In 1975 when we first came out to these woods-there was nothing. We had an orange pup tent for two adults and two toddlers.

The first few months we lived in that tent-but over the period I managed to carry home enough scrap wood to build a shelter-a room 12′ by 16′ and our first roof was a blue and yellow tarp. And a wood stove for a heater.

It has been 30 some odd years now living out here. Same spot-most of that time-we did begin on the hill up the road with no running water or electric power,we carried water home in jugs-a kerosene lamp was the light. Now instead of a shack with a tarp for a roof is this dilapidated old mobile home-the subject of many attempts for renovation…actually most likely the longest renovation in history. There are still places the wall needs closing in,and the windows in the front still don’t close. There isn’t even a front door knob. There is still a wood stove which I believe is more inspired to be hooked up today more than any project ever has been.

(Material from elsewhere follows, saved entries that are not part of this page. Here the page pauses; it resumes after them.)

//! Gemini `generateContent` client.
//!
//! One non-streaming POST per call. The response schema, when present, goes into
//! `generationConfig`; web grounding is the `google_search` tool.

use async_trait::async_trait;
use serde::{Deserialize, Serialize};

use crate::config::{self, Config, ConfigError};
use crate::llm::{GenerateRequest, GenerationError, GenerationService};

const API_KEY_HEADER: &str = "x-goog-api-key";

/// Client for the Gemini HTTP API.
#[derive(Clone)]
pub struct GeminiClient {
    base_url: String,
    model: String,
    api_key: String,
    client: reqwest::Client,
}

impl GeminiClient {
    pub fn new(base_url: impl Into<String>, model: impl Into<String>, api_key: impl Into<String>) -> Self {
        let base_url: String = base_url.into();
        Self {
            base_url: base_url.trim_end_matches('/').to_string(),
            model: model.into(),
            api_key: api_key.into(),
            client: reqwest::Client::new(),
        }
    }

    /// Build from config. Fails when no API key resolves, so no gateway exists without one.
    pub fn from_config(config: &Config) -> Result<Self, ConfigError> {
        let api_key = config::resolve_api_key(config).ok_or(ConfigError::MissingApiKey)?;
        Ok(Self::new(
            config.generation.base_url.clone(),
            config.generation.model.clone(),
            api_key,
        ))
    }

    pub fn model(&self) -> &str {
        &self.model
    }

    fn endpoint(&self) -> String {
        format!("{}/models/{}:generateContent", self.base_url, self.model)
    }
}

#[async_trait]
impl GenerationService for GeminiClient {
    /// POST /models/{model}:generateContent; returns the first candidate's text.
    async fn generate(&self, request: GenerateRequest) -> Result<String, GenerationError> {
        let url = self.endpoint();
        let body = GenerateContentRequest::from(request);
        log::debug!(
            "gemini: POST {} (schema: {}, grounding: {})",
            url,
            body.generation_config.is_some(),
            body.tools.is_some()
        );
        let res = self
            .client
            .post(&url)
            .header(API_KEY_HEADER, &self.api_key)
            .json(&body)
            .send()
            .await?;
        if !res.status().is_success() {
            let status = res.status();
            let body = res.text().await.unwrap_or_default();
            return Err(GenerationError::Api(format!("{} {}", status, body)));
        }
        let data: GenerateContentResponse = res.json().await?;
        data.text().ok_or(GenerationError::EmptyResponse)
    }
}

// --- wire types ---

#[derive(Debug, Serialize)]
#[serde(rename_all = "camelCase")]
struct GenerateContentRequest {
    contents: Vec<Content>,
    #[serde(skip_serializing_if = "Option::is_none")]
    tools: Option<Vec<Tool>>,
    #[serde(skip_serializing_if = "Option::is_none")]
    generation_config: Option<GenerationConfigWire>,
}

impl From<GenerateRequest> for GenerateContentRequest {
    fn from(request: GenerateRequest) -> Self {
        Self {
            contents: vec![Content {
                role: Some("user".to_string()),
                parts: vec![Part {
                    text: Some(request.prompt),
                }],
            }],
            tools: request.web_grounding.then(|| {
                vec![Tool {
                    google_search: serde_json::Map::new(),
                }]
            }),
            generation_config: request.response_schema.map(|schema| GenerationConfigWire {
                response_mime_type: "application/json".to_string(),
                response_schema: schema,
            }),
        }
    }
}

#[derive(Debug, Serialize, Deserialize)]
struct Content {
    #[serde(default, skip_serializing_if = "Option::is_none")]
    role: Option<String>,
    #[serde(default)]
    parts: Vec<Part>,
}

#[derive(Debug, Serialize, Deserialize)]
struct Part {
    #[serde(default, skip_serializing_if = "Option::is_none")]
    text: Option<String>,
}

#[derive(Debug, Serialize)]
struct Tool {
    google_search: serde_json::Map<String, serde_json::Value>,
}

#[derive(Debug, Serialize)]
#[serde(rename_all = "camelCase")]
struct GenerationConfigWire {
    response_mime_type: String,
    response_schema: serde_json::Value,
}

#[derive(Debug, Deserialize)]
struct GenerateContentResponse {
    #[serde(default)]
    candidates: Vec<Candidate>,
}

#[derive(Debug, Deserialize)]
struct Candidate {
    content: Option<Content>,
}

impl GenerateContentResponse {
    /// Concatenated text parts of the first candidate; None when there is no text at all.
    fn text(&self) -> Option<String> {
        let content = self.candidates.first()?.content.as_ref()?;
        let text: String = content
            .parts
            .iter()
            .filter_map(|p| p.text.as_deref())
            .collect();
        if text.trim().is_empty() {
            None
        } else {
            Some(text)
        }
    }
}
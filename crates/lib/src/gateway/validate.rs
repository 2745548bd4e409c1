//! Validation boundary between untrusted model JSON and the domain model.
//!
//! Output is first deserialized into private wire structs (every required field present and
//! string-typed), then normalized: loose enums are mapped, tallies coerced, scores clamped,
//! and ids made unique.

use serde::Deserialize;
use serde_json::Value;
use std::collections::HashSet;

use super::ParseError;
use crate::model::{
    Bill, BillAnalysis, BillStatus, DebateSegment, Flashcard, ImpactPoint, MediaItem, MediaKind,
    MindMap, MindMapBranch, Viewpoints, VoteCount,
};

const SCORE_LIMIT: f64 = 100.0;

fn shape<T: for<'de> Deserialize<'de>>(value: Value) -> Result<T, ParseError> {
    serde_json::from_value(value).map_err(|e| ParseError::Shape(e.to_string()))
}

// --- search ---

#[derive(Debug, Deserialize)]
#[serde(rename_all = "camelCase")]
struct BillWire {
    id: String,
    title: String,
    summary: String,
    category: String,
    status: String,
    date: String,
    #[serde(default)]
    vote_count: Option<VoteCountWire>,
}

#[derive(Debug, Default, Deserialize)]
struct VoteCountWire {
    #[serde(rename = "for", default)]
    for_votes: Value,
    #[serde(default)]
    against: Value,
}

/// Numeric coercion for tallies: numbers, numeric strings and booleans are accepted;
/// anything else, negative or non-finite becomes 0. Fractions are truncated.
pub fn coerce_count(value: &Value) -> u64 {
    let n = match value {
        Value::Number(n) => n.as_f64().unwrap_or(0.0),
        Value::String(s) => {
            let t = s.trim();
            if t.is_empty() {
                0.0
            } else {
                t.parse::<f64>().unwrap_or(0.0)
            }
        }
        Value::Bool(true) => 1.0,
        _ => 0.0,
    };
    if n.is_finite() && n > 0.0 {
        n.trunc() as u64
    } else {
        0
    }
}

/// Validate a search response: a JSON array of bills.
pub fn bills_from_value(value: Value) -> Result<Vec<Bill>, ParseError> {
    let wires: Vec<BillWire> = shape(value)?;
    let mut bills = Vec::with_capacity(wires.len());
    for (index, w) in wires.into_iter().enumerate() {
        let status = BillStatus::from_label(&w.status).ok_or_else(|| {
            ParseError::Shape(format!("bill {}: unknown status {:?}", index, w.status))
        })?;
        let votes = w.vote_count.unwrap_or_default();
        let id = w.id.trim();
        bills.push(Bill {
            id: if id.is_empty() { "bill".to_string() } else { id.to_string() },
            title: w.title,
            summary: w.summary,
            category: w.category,
            status,
            date: w.date,
            vote_count: VoteCount {
                for_votes: coerce_count(&votes.for_votes),
                against: coerce_count(&votes.against),
            },
        });
    }
    make_ids_unique(&mut bills);
    Ok(bills)
}

/// Suffix repeated ids with -2, -3, ... so every id is unique within the catalog.
fn make_ids_unique(bills: &mut [Bill]) {
    let mut seen: HashSet<String> = HashSet::with_capacity(bills.len());
    for bill in bills.iter_mut() {
        if seen.insert(bill.id.clone()) {
            continue;
        }
        let mut n = 2;
        loop {
            let candidate = format!("{}-{}", bill.id, n);
            if seen.insert(candidate.clone()) {
                log::debug!("gateway: duplicate bill id {} renamed to {}", bill.id, candidate);
                bill.id = candidate;
                break;
            }
            n += 1;
        }
    }
}

// --- analysis ---

#[derive(Debug, Deserialize)]
#[serde(rename_all = "camelCase")]
struct AnalysisWire {
    simplified_explanation: String,
    viewpoints: Viewpoints,
    impact_data: Vec<ImpactWire>,
    parliamentary_debate: Vec<DebateSegment>,
    media: Vec<MediaWire>,
    flashcards: Vec<Flashcard>,
    mind_map: MindMapWire,
}

#[derive(Debug, Deserialize)]
#[serde(rename_all = "camelCase")]
struct ImpactWire {
    name: String,
    #[serde(alias = "If Passed")]
    if_passed: f64,
    #[serde(alias = "If Not Passed")]
    if_not_passed: f64,
}

#[derive(Debug, Deserialize)]
struct MediaWire {
    #[serde(rename = "type")]
    kind: String,
    title: String,
    description: String,
    #[serde(default)]
    uri: Option<String>,
}

#[derive(Debug, Deserialize)]
#[serde(rename_all = "camelCase")]
struct MindMapWire {
    central_topic: String,
    branches: Vec<BranchWire>,
}

#[derive(Debug, Deserialize)]
struct BranchWire {
    title: String,
    #[serde(default)]
    children: Option<Vec<String>>,
}

fn clamp_score(score: f64) -> f64 {
    score.clamp(-SCORE_LIMIT, SCORE_LIMIT)
}

/// Keep a news link only when it is an absolute http(s) URL.
fn news_uri(raw: Option<String>) -> Option<String> {
    let raw = raw?;
    let trimmed = raw.trim();
    match reqwest::Url::parse(trimmed) {
        Ok(url) if url.scheme() == "http" || url.scheme() == "https" => Some(trimmed.to_string()),
        _ => {
            log::debug!("gateway: dropping invalid news uri {:?}", trimmed);
            None
        }
    }
}

/// Validate an analysis response object.
pub fn analysis_from_value(value: Value) -> Result<BillAnalysis, ParseError> {
    let w: AnalysisWire = shape(value)?;

    let media = w
        .media
        .into_iter()
        .enumerate()
        .map(|(index, m)| {
            let kind = MediaKind::from_label(&m.kind).ok_or_else(|| {
                ParseError::Shape(format!("media {}: unknown type {:?}", index, m.kind))
            })?;
            let uri = match kind {
                MediaKind::News => news_uri(m.uri),
                MediaKind::Video | MediaKind::Audio => None,
            };
            Ok(MediaItem {
                kind,
                title: m.title,
                description: m.description,
                uri,
            })
        })
        .collect::<Result<Vec<_>, ParseError>>()?;

    Ok(BillAnalysis {
        explanation: w.simplified_explanation,
        viewpoints: w.viewpoints,
        impact: w
            .impact_data
            .into_iter()
            .map(|p| ImpactPoint {
                name: p.name,
                if_passed: clamp_score(p.if_passed),
                if_not_passed: clamp_score(p.if_not_passed),
            })
            .collect(),
        debate: w.parliamentary_debate,
        media,
        flashcards: w.flashcards,
        mind_map: MindMap {
            central_topic: w.mind_map.central_topic,
            branches: w
                .mind_map
                .branches
                .into_iter()
                .map(|b| MindMapBranch {
                    title: b.title,
                    children: b.children.unwrap_or_default(),
                })
                .collect(),
        },
    })
}

// --- discussion ---

/// A generated reply before it is stamped into a thread.
#[derive(Debug, Clone, PartialEq, Eq, Deserialize)]
pub struct ReplyDraft {
    pub name: String,
    pub text: String,
}

/// Validate a discussion response: an array of {name, text}. Blank entries are skipped.
pub fn replies_from_value(value: Value) -> Result<Vec<ReplyDraft>, ParseError> {
    let drafts: Vec<ReplyDraft> = shape(value)?;
    Ok(drafts
        .into_iter()
        .filter(|d| !d.name.trim().is_empty() && !d.text.trim().is_empty())
        .map(|d| ReplyDraft {
            name: d.name.trim().to_string(),
            text: d.text.trim().to_string(),
        })
        .collect())
}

I am so thankful for the way it began out here…poor,no transportation,and not even a house. Campfires made a huge difference-the cabin we built was kept warm enough by the heat of the wood stove but the space to stretch out was limited by the space taken by the wood stove. So an outside fire became just as important and we could stand up or sit down or even lay by the fire to stay warm.

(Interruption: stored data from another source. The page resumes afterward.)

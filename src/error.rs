//! Error types and JSON error responses for the control surface

use http_body_util::Full;
use hyper::body::Bytes;
use hyper::header::{CONTENT_TYPE, WWW_AUTHENTICATE};
use hyper::{Response, StatusCode};
use serde::Serialize;
use std::path::PathBuf;
use thiserror::Error;

/// Failure writing the gateway configuration document
#[derive(Error, Debug)]
pub enum StoreError {
    #[error("Failed to create config directory {path}: {source}")]
    CreateDir {
        path: PathBuf,
        source: std::io::Error,
    },

    #[error("Failed to write config file {path}: {source}")]
    Write {
        path: PathBuf,
        source: std::io::Error,
    },

    #[error("Failed to serialize config document: {0}")]
    Serialize(#[from] serde_json::Error),
}

/// Error codes for control surface errors
#[derive(Debug, Clone, Copy, PartialEq, Eq, Serialize)]
#[serde(rename_all = "SCREAMING_SNAKE_CASE")]
pub enum AdminErrorCode {
    /// Missing or wrong credentials
    Unauthorized,
    /// Request body is not valid JSON
    InvalidJson,
    /// Request body is JSON but not an acceptable document
    InvalidPayload,
    /// Unknown route
    NotFound,
    /// Internal error (e.g. the config file could not be written)
    InternalError,
}

impl AdminErrorCode {
    /// Get the default HTTP status code for this error
    pub fn status_code(&self) -> StatusCode {
        match self {
            AdminErrorCode::Unauthorized => StatusCode::UNAUTHORIZED,
            AdminErrorCode::InvalidJson => StatusCode::BAD_REQUEST,
            AdminErrorCode::InvalidPayload => StatusCode::BAD_REQUEST,
            AdminErrorCode::NotFound => StatusCode::NOT_FOUND,
            AdminErrorCode::InternalError => StatusCode::INTERNAL_SERVER_ERROR,
        }
    }

    pub fn as_str(&self) -> &'static str {
        match self {
            AdminErrorCode::Unauthorized => "UNAUTHORIZED",
            AdminErrorCode::InvalidJson => "INVALID_JSON",
            AdminErrorCode::InvalidPayload => "INVALID_PAYLOAD",
            AdminErrorCode::NotFound => "NOT_FOUND",
            AdminErrorCode::InternalError => "INTERNAL_ERROR",
        }
    }
}

/// JSON error response body
#[derive(Debug, Serialize)]
pub struct ErrorResponse {
    /// The error code
    pub code: AdminErrorCode,
    /// Human-readable error message
    pub error: String,
    /// HTTP status code (for reference)
    pub status: u16,
}

impl ErrorResponse {
    pub fn new(code: AdminErrorCode, message: impl Into<String>) -> Self {
        Self {
            status: code.status_code().as_u16(),
            code,
            error: message.into(),
        }
    }

    pub fn to_json(&self) -> String {
        serde_json::to_string(self).unwrap_or_else(|_| {
            format!(
                r#"{{"code":"{}","error":"{}","status":{}}}"#,
                self.code.as_str(),
                self.error.replace('\"', "\\\""),
                self.status
            )
        })
    }
}

/// Create a JSON error response
pub fn json_error(code: AdminErrorCode, message: impl Into<String>) -> Response<Full<Bytes>> {
    let body = ErrorResponse::new(code, message).to_json();

    let mut builder = Response::builder()
        .status(code.status_code())
        .header(CONTENT_TYPE, "application/json");
    if code == AdminErrorCode::Unauthorized {
        builder = builder.header(WWW_AUTHENTICATE, r#"Basic realm="picoclaw""#);
    }

    builder
        .body(Full::new(Bytes::from(body)))
        .expect("valid response with StatusCode enum and static headers")
}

After too many days of this kind of heat you begin to smell like smoke and your hands become covered with soot. There is nowhere to wash up when you have no running water-although we were rich enough to have a barrel to store some water,it was still to cold to really get clean. Feeling oily was a way of life-an embarrassing way of life.

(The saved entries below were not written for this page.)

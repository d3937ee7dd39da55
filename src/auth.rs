use hyper::header::AUTHORIZATION;
use hyper::HeaderMap;

/// The single username/password pair guarding the control surface
#[derive(Clone)]
pub struct Credentials {
    username: String,
    password: String,
}

impl Credentials {
    pub fn new(username: impl Into<String>, password: impl Into<String>) -> Self {
        Self {
            username: username.into(),
            password: password.into(),
        }
    }

    /// Credentials with a freshly generated random password
    pub fn generate(username: impl Into<String>) -> Self {
        Self::new(username, uuid::Uuid::new_v4().simple().to_string())
    }

    pub fn username(&self) -> &str {
        &self.username
    }

    pub fn password(&self) -> &str {
        &self.password
    }

    /// Check an `Authorization` header value.
    ///
    /// Accepts `Basic <base64(user:pass)>` and `Bearer <password>`.
    pub fn verify(&self, header: &str) -> bool {
        let Some((scheme, value)) = header.trim().split_once(' ') else {
            return false;
        };
        let value = value.trim();

        if scheme.eq_ignore_ascii_case("basic") {
            let Ok(decoded) =
                base64::Engine::decode(&base64::engine::general_purpose::STANDARD, value)
            else {
                return false;
            };
            let Ok(decoded) = String::from_utf8(decoded) else {
                return false;
            };
            let (username, password) = decoded.split_once(':').unwrap_or((&decoded, ""));
            username == self.username && password == self.password
        } else if scheme.eq_ignore_ascii_case("bearer") {
            value == self.password
        } else {
            false
        }
    }

    /// Check the `Authorization` header of a request
    pub fn check(&self, headers: &HeaderMap) -> bool {
        headers
            .get(AUTHORIZATION)
            .and_then(|v| v.to_str().ok())
            .map(|auth| self.verify(auth))
            .unwrap_or(false)
    }
}

impl std::fmt::Debug for Credentials {
    fn fmt(&self, f: &mut std::fmt::Formatter<'_>) -> std::fmt::Result {
        f.debug_struct("Credentials")
            .field("username", &self.username)
            .field("password", &"***")
            .finish()
    }
}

I just came back to the keyboard from making a cup of coffee.  My room has heated up to around 50F- the kitchen is not much warmer. Every water faucet in the house is dripping at a slow flow-this to keep the pipes from freezing up and bursting,usually an annual problem. Glory be that it isn’t like the old days-all the water in a drum.

Right now while I am sitting here-sipping coffee and under a roof,I know there are hundreds of people right this moment fighting to stay warm. They aren’t going to a kitchen to get a cup of coffee to sip on…and are not going to complain that it is no warmer in there than it is in here.

I admit-I am nearing age 60,and doing this chore of plugging up holes and blocking the undersides of doors and fighting to stay warm is getting old like me.Our bodies are already knotted up from age to be trying to tighten them up further by trying to stay warm.

I think of the people who congregate down in the national forest (Ocala National Forest). A society of homeless that call themselves the ‘rainbow family’ (or some such). You begin to see them migrating to the forest in mid-October and they spend the winter going from one campground to another staying ahead of the forestry service rules of camping restricted to two-week intervals. You need to go deep in the woods-and you find them. A very haunting sight. And I wonder to how in the world they make it through nights like last night-and the nights we’ve had all week?

It makes you humble to have had the same type of lifestyle and to understand what it does feel like to work all night to keep a fire going only sleeping in a half doze while sitting up lest you go to sleep and the fire dies.

And I am  thankful God made me so rich.